Do Social Networks Follow the Traditional Business Cycle

Last night I returned home to see a post by Jeremiah Owyang about online community best practices. Included in the post was the following image of the life cycle of a successful online community:

If you take a look at this graph you may think, wow this is definitely how I’d like my community to end up. My immediate response was “is this possible?” Thanks to “continual improvements” these online communities appear to have continued growth even past the standard maturation phase of the business. If you’ve read “Crossing the Chasm” by Geoffrey Moore you will immediately realize that this chart makes no logical sense.

When selling a client on why to invest in building an online community this chart is extremely useful yet it doesn’t make much sense that once the community matures it continues to grow. Back in August of last year Alex Iskold questioned if it is time to rethink the “Crossing the Chasm” phenomenon. The Chasm that Moore speaks of takes place between the early adopters and the “early majority.” This is where most businesses fail supposedly.

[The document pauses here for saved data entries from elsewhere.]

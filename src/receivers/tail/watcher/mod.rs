// SPDX-License-Identifier: Apache-2.0

//! Change notification for the followed file.
//!
//! Two backends: OS notifications through `notify`, and a stat poller for
//! NFS and container volumes where notifications are unreliable. `auto`
//! prefers notifications and drops to polling when they cannot be set up.
//! Whatever the backend, the tail thread also checks the file every poll
//! interval, so a missed notification only costs latency.

mod native;
mod poll;
mod traits;

pub use native::NativeWatcher;
pub use poll::PollWatcher;
pub use traits::{FileWatcher, Wake, WatcherError};

use std::time::Duration;

use tracing::warn;

use super::shutdown::ShutdownSignal;

#[derive(Debug, Clone, Copy, Default, PartialEq, Eq)]
pub enum WatchMode {
    /// Native notifications, polling if they are unavailable
    #[default]
    Auto,
    /// Native notifications only; fails where they are unsupported
    Native,
    /// Stat polling only
    Poll,
}

#[derive(Debug, Clone)]
pub struct WatcherConfig {
    pub mode: WatchMode,
    pub poll_interval: Duration,
    /// Quiet period after a native event before the reader is woken
    pub debounce_interval: Duration,
}

pub type AnyWatcher = Box<dyn FileWatcher + Send>;

/// Build the watcher for `config.mode`. In `Auto` mode a native backend that
/// fails to initialize is replaced by polling.
pub fn create_watcher(
    config: &WatcherConfig,
    shutdown: ShutdownSignal,
) -> Result<AnyWatcher, WatcherError> {
    match config.mode {
        WatchMode::Native => Ok(Box::new(NativeWatcher::new(
            config.debounce_interval,
            shutdown,
        )?)),
        WatchMode::Poll => Ok(fallback_watcher(config, shutdown)),
        WatchMode::Auto => match NativeWatcher::new(config.debounce_interval, shutdown.clone()) {
            Ok(watcher) => Ok(Box::new(watcher)),
            Err(e) => {
                warn!(
                    "Native file watching unavailable ({}), falling back to polling",
                    e
                );
                Ok(fallback_watcher(config, shutdown))
            }
        },
    }
}

/// Polling watcher used in place of a native one that failed.
pub fn fallback_watcher(config: &WatcherConfig, shutdown: ShutdownSignal) -> AnyWatcher {
    Box::new(PollWatcher::new(config.poll_interval, shutdown))
}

The chart that Owyang provides appears to ignore the chasm phenomenon and instead focuses on those communities that have been successful. My biggest concern with his chart is that it defies traditional logic. Even after the early majority have adopted the product (or community in this case), it continues to grow. Perhaps this is why Warren Buffet argues that creating a valuation for an internet business is completely ridiculous.

While valuation in internet businesses may not be completely ridiculous, suggesting that a community will grow indefinitely is absolutely ridiculous. My guess is that the length of analysis on this report is not long enough or suddenly online communities have defied business logic. Where do you think the truth lays in this circumstance?